Knowledge precedes comprehension.
Unfortunately, all too often we stop trying before getting to step two.
Instead, we just make stuff up.
It’s how we get gods who throw thunderbolts and roil the sea, beasts that steal children and alien abduction, demonic possession and angelic intervention, conspiracy theories and hidden agendas.
Because knowing is easier than not knowing.
Confidence is more comfortable than uncertainty.
Blame is more convenient than taking responsibility.
Anger is more satisfying than compassion.
Having an explanation for things, knowing something for certain, even if it is demonstrably wrong, helps us cope.
Of course there are times—most times in my estimation—there are things that are incomprehensible.
There are things we know, things we think we know, things we know we don’t know and the things we don’t know we don’t know. For me, it seems, the longer I’m around, the more I learn, the less I truly know.
If I think about knowledge and comprehension as a pie, there’s this tiny sliver that represents the things I know, a slightly larger slice for the things I think I know, slightly larger again for things I know I don’t know and a vast overwhelming chunk representing the things I don’t know I don’t know.
As the tiny sliver grows, it doesn’t take up more of the pie, it just expands the entire pie (which makes it feel like it’s actually shrinking).
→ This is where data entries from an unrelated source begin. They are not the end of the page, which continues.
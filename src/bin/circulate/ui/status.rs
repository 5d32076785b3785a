//! Status bar - source, sample rate, effect state and output level

use ratatui::{
    layout::Rect,
    style::{Color, Style},
    text::{Line, Span},
    widgets::{Block, Borders, Paragraph},
    Frame,
};

use super::{EffectStatus, UiInit};

pub struct AudioStats {
    pub peak: f32,
    pub rms: f32,
}

impl AudioStats {
    pub fn from_buffer(buffer: &[f32]) -> Self {
        if buffer.is_empty() {
            return Self { peak: 0.0, rms: 0.0 };
        }
        let peak = buffer.iter().fold(0.0f32, |acc, &x| acc.max(x.abs()));
        let rms = (buffer.iter().map(|&x| x * x).sum::<f32>() / buffer.len() as f32).sqrt();
        Self { peak, rms }
    }
}

pub fn render_status(
    frame: &mut Frame,
    area: Rect,
    init: &UiInit,
    status: &EffectStatus,
    stats: &AudioStats,
) {
    let block = Block::default().title(" circulate ").borders(Borders::ALL);

    let (state, colour) = if status.bypassed {
        ("⏸ Bypassed", Color::Yellow)
    } else {
        ("▶ Active", Color::Green)
    };

    let line = Line::from(vec![
        Span::styled(format!(" {}  ", state), Style::default().fg(colour)),
        Span::styled(
            format!("Source: {}  ", init.source.name()),
            Style::default().fg(Color::Cyan),
        ),
        Span::styled(
            format!("{} stages @ {:.0} Hz  ", status.active_stages, status.center_hz),
            Style::default().fg(Color::White),
        ),
        Span::styled(
            format!("{:.1}kHz  ", init.sample_rate as f32 / 1000.0),
            Style::default().fg(Color::DarkGray),
        ),
        Span::styled(
            format!("Peak: {:.2}  RMS: {:.2}", stats.peak, stats.rms),
            Style::default().fg(Color::Magenta),
        ),
    ]);

    frame.render_widget(Paragraph::new(line).block(block), area);
}
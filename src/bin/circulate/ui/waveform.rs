//! Output oscilloscope

use ratatui::{
    layout::Rect,
    style::{Color, Style},
    symbols,
    widgets::{Axis, Block, Borders, Chart, Dataset, GraphType},
    Frame,
};

pub fn render_waveform(frame: &mut Frame, area: Rect, audio_buffer: &[f32], bypassed: bool) {
    let title = if bypassed { " Output (bypassed) " } else { " Output " };
    let block = Block::default().title(title).borders(Borders::ALL);

    let len = audio_buffer.len().max(1) as f64;
    let data: Vec<(f64, f64)> = audio_buffer
        .iter()
        .enumerate()
        .map(|(i, &sample)| (i as f64 / len, sample as f64))
        .collect();

    let colour = if bypassed { Color::DarkGray } else { Color::Cyan };
    let dataset = Dataset::default()
        .marker(symbols::Marker::Braille)
        .graph_type(GraphType::Line)
        .style(Style::default().fg(colour))
        .data(&data);

    let chart = Chart::new(vec![dataset])
        .block(block)
        .x_axis(
            Axis::default()
                .bounds([0.0, 1.0])
                .style(Style::default().fg(Color::DarkGray)),
        )
        .y_axis(
            Axis::default()
                .bounds([-1.0, 1.0])
                .style(Style::default().fg(Color::DarkGray)),
        );

    frame.render_widget(chart, area);
}
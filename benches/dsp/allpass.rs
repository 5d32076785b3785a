//! Benchmarks for the allpass stage and cascade.

use std::hint::black_box;

use circulate_dsp::dsp::{AllpassCascade, AllpassStage, CoefficientState};
use criterion::{BenchmarkId, Criterion};

use crate::{ramp, BLOCK_SIZES};

pub fn bench_allpass(c: &mut Criterion) {
    let mut group = c.benchmark_group("dsp/allpass");

    for &size in BLOCK_SIZES {
        let input = ramp(size);

        // Single stage, fixed coefficients
        let mut coefficients = CoefficientState::new();
        coefficients.snap_to(1000.0, 0.5, 48_000);
        let mut stage = AllpassStage::new();
        let mut buffer = input.clone();
        group.bench_with_input(BenchmarkId::new("stage", size), &size, |b, _| {
            b.iter(|| {
                buffer.copy_from_slice(&input);
                stage.render(black_box(&mut buffer), black_box(&coefficients));
            })
        });

        // Coefficient smoothing on every sample (sweeping centre)
        let mut coefficients = CoefficientState::new();
        coefficients.set_smooth_time(5.0, 48_000);
        group.bench_with_input(BenchmarkId::new("coefficients", size), &size, |b, &n| {
            b.iter(|| {
                for i in 0..n {
                    let freq = 200.0 + 10.0 * i as f64;
                    coefficients.update(black_box(freq), black_box(0.3), 48_000);
                }
            })
        });

        // Full cascade at a few depths
        for &stages in &[8usize, 32, 64] {
            let mut cascade = AllpassCascade::new();
            cascade.set_smooth_time(5.0, 48_000);
            cascade.update_coefficients(1000.0, 0.5, 48_000);
            let mut buffer = input.clone();
            group.bench_with_input(
                BenchmarkId::new(format!("cascade_{stages}"), size),
                &size,
                |b, _| {
                    b.iter(|| {
                        buffer.copy_from_slice(&input);
                        for sample in buffer.iter_mut() {
                            *sample = cascade.process(black_box(*sample), stages);
                        }
                    })
                },
            );
        }
    }

    group.finish();
}
//! Second-order allpass built from TPT state-variable filter taps.

use std::f64::consts::PI;

/*
Allpass From A State-Variable Filter
====================================

An allpass filter passes every frequency at unity gain but shifts phase by
an amount that depends on frequency. Chain enough of them, sweep their
centre frequency, and the phase relationships between partials keep moving:
that is the circulate / phaser sound.

Vocabulary
----------

  g           Prewarped integrator gain, tan(pi * f / fs). Sets the centre
              frequency. The tan() warp makes the digital filter hit the
              requested frequency exactly despite the bilinear transform.

  k           Damping, 1 / (2Q). Low k = narrow, resonant phase transition.
              High k = broad, gentle transition.

  s1, s2      The two integrator memories (trapezoidal integrators, so each
              state is "twice the last output minus the last state").

  bandpass    The SVF's bandpass tap. The allpass response is built from it:
                  allpass = input - 4k * bandpass
              (in analog terms: (s^2 - 2ks + 1) / (s^2 + 2ks + 1))


Per-Sample Recurrence
---------------------

    d      = 1 / (1 + 2kg + g^2)
    bp     = (g * (x - s2) + s1) * d
    s1'    = 2bp - s1
    s2'    = s2 + g * 2bp
    y      = x - 4k * bp

Both new states are computed from the OLD states; overwriting s1 before
computing s2' gives a different (wrong) filter.


Shared Coefficients
-------------------

A circulate cascade runs up to 64 identical stages. Computing tan() and
the smoothing for each of them would be wasted work, so the coefficients
live in one CoefficientState that is updated once per sample and lent to
every stage as it runs:

    CoefficientState ──&──→ stage 0 ──→ stage 1 ──→ ... ──→ stage n-1

Stages hold only their own integrator memory.


Coefficient Smoothing
---------------------

Targets are recomputed every sample from frequency and resonance, and the
live (k, g) chase them with a one-pole filter:

    value += (target - value) * smooth_factor
    smooth_factor = 1 - exp(-1 / (time_s * fs))        (time = 5 ms)

The asymptote is never reached in exact arithmetic, so once the gap is
below 1e-10 the value snaps onto the target.


Denormals
---------

With silent input the states decay toward zero forever and eventually hit
subnormal floats, which are very slow on most CPUs. Anything below 1e-20
is flushed to exactly 0.
*/

/// Time for the coefficients to close ~63% of the gap to a new target.
pub const COEFFICIENT_SMOOTH_MS: f64 = 5.0;

const SNAP_EPSILON: f64 = 1e-10;
const DENORMAL_FLOOR: f64 = 1e-20;

/// Lowest Q reachable through the normalized resonance control.
pub const MIN_Q: f64 = 0.5;
/// Highest Q reachable through the normalized resonance control.
pub const MAX_Q: f64 = 10.0;

/// Filter coefficients shared by every stage of one cascade.
#[derive(Debug, Clone, Copy)]
pub struct CoefficientState {
    k: f64,
    g: f64,
    k_target: f64,
    g_target: f64,
    smooth_factor: f64,
}

impl CoefficientState {
    pub fn new() -> Self {
        Self {
            k: 0.0,
            g: 0.0,
            k_target: 0.0,
            g_target: 0.0,
            smooth_factor: 0.001,
        }
    }

    /// Derive the smoothing factor from a time constant in ms.
    pub fn set_smooth_time(&mut self, smooth_ms: f64, sample_rate: u32) {
        let smooth_s = smooth_ms / 1000.0;
        self.smooth_factor = 1.0 - (-1.0 / (smooth_s * sample_rate as f64)).exp();
    }

    /// Compute targets for `frequency_hz` and normalized `resonance` and
    /// advance the smoothed coefficients by one sample.
    ///
    /// `resonance` in `[0, 1]` maps linearly onto Q `0.5..=10`.
    #[inline]
    pub fn update(&mut self, frequency_hz: f64, resonance: f64, sample_rate: u32) {
        let (k_target, g_target) = Self::targets(frequency_hz, resonance, sample_rate);
        self.k_target = k_target;
        self.g_target = g_target;

        let diff_k = self.k_target - self.k;
        let diff_g = self.g_target - self.g;

        self.k += diff_k * self.smooth_factor;
        self.g += diff_g * self.smooth_factor;

        if diff_k.abs() < SNAP_EPSILON {
            self.k = self.k_target;
        }
        if diff_g.abs() < SNAP_EPSILON {
            self.g = self.g_target;
        }
    }

    /// Jump straight to the coefficients for the given settings.
    pub fn snap_to(&mut self, frequency_hz: f64, resonance: f64, sample_rate: u32) {
        let (k_target, g_target) = Self::targets(frequency_hz, resonance, sample_rate);
        self.k_target = k_target;
        self.g_target = g_target;
        self.k = k_target;
        self.g = g_target;
    }

    /// `(k_target, g_target)` for a frequency and normalized resonance.
    #[inline]
    pub fn targets(frequency_hz: f64, resonance: f64, sample_rate: u32) -> (f64, f64) {
        let q_actual = MIN_Q + resonance * (MAX_Q - MIN_Q);
        let g = (PI * frequency_hz / sample_rate as f64).tan();
        let k = 1.0 / (2.0 * q_actual);
        (k, g)
    }

    #[inline]
    pub fn k(&self) -> f64 {
        self.k
    }

    #[inline]
    pub fn g(&self) -> f64 {
        self.g
    }

    pub fn k_target(&self) -> f64 {
        self.k_target
    }

    pub fn g_target(&self) -> f64 {
        self.g_target
    }

    pub fn smooth_factor(&self) -> f64 {
        self.smooth_factor
    }
}

impl Default for CoefficientState {
    fn default() -> Self {
        Self::new()
    }
}

/// One allpass stage. Holds only integrator memory; coefficients are lent
/// per call.
#[derive(Debug, Clone, Copy, Default)]
pub struct AllpassStage {
    s1: f64,
    s2: f64,
}

impl AllpassStage {
    pub fn new() -> Self {
        Self { s1: 0.0, s2: 0.0 }
    }

    #[inline]
    pub fn process(&mut self, x: f32, coefficients: &CoefficientState) -> f32 {
        let g = coefficients.g;
        let k = coefficients.k;
        debug_assert!(g.is_finite() && k.is_finite(), "allpass coefficients not finite");

        let x = x as f64;
        let d = 1.0 / (1.0 + 2.0 * k * g + g * g);
        let bp = (g * (x - self.s2) + self.s1) * d;

        let bp2 = bp + bp;
        let s1 = bp2 - self.s1;
        let s2 = self.s2 + g * bp2;

        self.s1 = if s1.abs() < DENORMAL_FLOOR { 0.0 } else { s1 };
        self.s2 = if s2.abs() < DENORMAL_FLOOR { 0.0 } else { s2 };

        (x - 4.0 * k * bp) as f32
    }

    /// Process a buffer in place with fixed coefficients.
    pub fn render(&mut self, buffer: &mut [f32], coefficients: &CoefficientState) {
        for sample in buffer.iter_mut() {
            *sample = self.process(*sample, coefficients);
        }
    }

    pub fn reset(&mut self) {
        self.s1 = 0.0;
        self.s2 = 0.0;
    }

    /// Integrator memory `(s1, s2)`.
    pub fn state(&self) -> (f64, f64) {
        (self.s1, self.s2)
    }
}

#[cfg(test)]
mod tests {
    use super::*;

    const SAMPLE_RATE: u32 = 48_000;

    fn sine(freq: f64, len: usize) -> Vec<f32> {
        (0..len)
            .map(|i| 0.5 * (std::f64::consts::TAU * freq * i as f64 / SAMPLE_RATE as f64).sin() as f32)
            .collect()
    }

    fn rms(buffer: &[f32]) -> f32 {
        (buffer.iter().map(|&x| x * x).sum::<f32>() / buffer.len() as f32).sqrt()
    }

    #[test]
    fn test_targets_map_resonance_to_q() {
        let (k_low, _) = CoefficientState::targets(1000.0, 0.0, SAMPLE_RATE);
        let (k_high, _) = CoefficientState::targets(1000.0, 1.0, SAMPLE_RATE);
        assert!((k_low - 1.0).abs() < 1e-12, "Q 0.5 should give k = 1, got {k_low}");
        assert!((k_high - 0.05).abs() < 1e-12, "Q 10 should give k = 0.05, got {k_high}");
    }

    #[test]
    fn test_targets_warp_frequency() {
        let (_, g) = CoefficientState::targets(12_000.0, 0.5, SAMPLE_RATE);
        // pi * 12k / 48k = pi / 4, tan = 1
        assert!((g - 1.0).abs() < 1e-12);
    }

    #[test]
    fn test_coefficients_converge_and_snap() {
        let mut state = CoefficientState::new();
        state.set_smooth_time(COEFFICIENT_SMOOTH_MS, SAMPLE_RATE);

        // One time constant (5 ms = 240 samples) closes ~63% of the gap
        for _ in 0..240 {
            state.update(1000.0, 0.3, SAMPLE_RATE);
        }
        let remaining = (state.g_target() - state.g()) / state.g_target();
        assert!(
            (remaining - (-1.0f64).exp()).abs() < 0.01,
            "expected ~36.8% of the gap left after one time constant, got {remaining}"
        );

        for _ in 0..20_000 {
            state.update(1000.0, 0.3, SAMPLE_RATE);
        }
        assert_eq!(state.g(), state.g_target());
        assert_eq!(state.k(), state.k_target());
    }

    #[test]
    fn test_convergence_is_monotonic() {
        let mut state = CoefficientState::new();
        state.set_smooth_time(COEFFICIENT_SMOOTH_MS, SAMPLE_RATE);

        let mut prev_gap = f64::MAX;
        for _ in 0..2_000 {
            state.update(2000.0, 0.8, SAMPLE_RATE);
            let gap = (state.g_target() - state.g()).abs();
            assert!(gap <= prev_gap);
            prev_gap = gap;
        }
    }

    #[test]
    fn test_unity_magnitude_for_sine() {
        let mut coefficients = CoefficientState::new();
        coefficients.snap_to(1000.0, 0.5, SAMPLE_RATE);

        for &freq in &[100.0, 1000.0, 5000.0, 15_000.0] {
            let mut stage = AllpassStage::new();
            let input = sine(freq, 52_800);
            let mut output = input.clone();
            stage.render(&mut output, &coefficients);

            // Skip the first 100 ms of transient
            let ratio = rms(&output[4800..]) / rms(&input[4800..]);
            assert!(
                (ratio - 1.0).abs() < 0.01,
                "expected unity gain at {freq} Hz, got ratio {ratio}"
            );
        }
    }

    #[test]
    fn test_phase_shift_is_nonzero() {
        let mut coefficients = CoefficientState::new();
        coefficients.snap_to(1000.0, 0.5, SAMPLE_RATE);

        let mut stage = AllpassStage::new();
        let input = sine(1000.0, 9_600);
        let mut output = input.clone();
        stage.render(&mut output, &coefficients);

        let diff: f32 = input[4800..]
            .iter()
            .zip(&output[4800..])
            .map(|(a, b)| (a - b).abs())
            .sum();
        assert!(diff > 1.0, "allpass at its centre frequency should shift phase");
    }

    #[test]
    fn test_denormal_floor_after_silence() {
        let mut coefficients = CoefficientState::new();
        coefficients.snap_to(1000.0, 0.0, SAMPLE_RATE);

        let mut stage = AllpassStage::new();
        stage.process(1.0, &coefficients);
        for _ in 0..48_000 {
            stage.process(0.0, &coefficients);
        }

        assert_eq!(stage.state(), (0.0, 0.0));
    }

    #[test]
    fn test_reset_clears_memory() {
        let mut coefficients = CoefficientState::new();
        coefficients.snap_to(500.0, 0.2, SAMPLE_RATE);

        let mut stage = AllpassStage::new();
        stage.process(0.8, &coefficients);
        assert_ne!(stage.state(), (0.0, 0.0));

        stage.reset();
        assert_eq!(stage.state(), (0.0, 0.0));
    }
}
I tend to spiral into these philosophical whirlpools particularly at this time of year. It often seems kind of arbitrary. After all, January 1 is just the next day after December 31. Another year is simply a continuation of the old one. Life proceeds inexorably toward death with no regard for human inventions such as clocks and calendars.
Compartmentalizing life into discreet units of time—minutes, hours, days, weeks, months—creates order from the chaos. It helps us cope with the fact nothing is certain or permanent.
The New Year tends to bring on bouts of reflection. It’s a combination, I think, of downtime, the absurdity of the rampant consumerism and the age-old tradition of making resolutions.
As a rule, I generally don’t make New Year’s resolutions, but looking back over 2019, the best thing I heard this year was a quote from Mark Manson, author of The Subtle Art of Not Giving a F___.
“The desire for more positive experience is itself a negative experience. And, paradoxically, the acceptance of one’s negative experience is itself a positive experience.
One thing you find in the newspaper business, particularly in the age of social media, is there are a lot of angry, bitter, anxious and/or fearful people in the world.
One thing I know for certain is my life is infinitely better when I am not angry, bitter, anxious and/or fearful.
Another thing I know for certain is usually when I am experiencing those emotions it is because I am desiring a more positive experience I can’t have or not accepting a negative one I do have.
At the risk of making a resolution, I guess it would be to keep reminding myself: It’s OK not to know; it’s OK to be uncertain; it’s OK to take responsibility; it’s OK to be compassionate.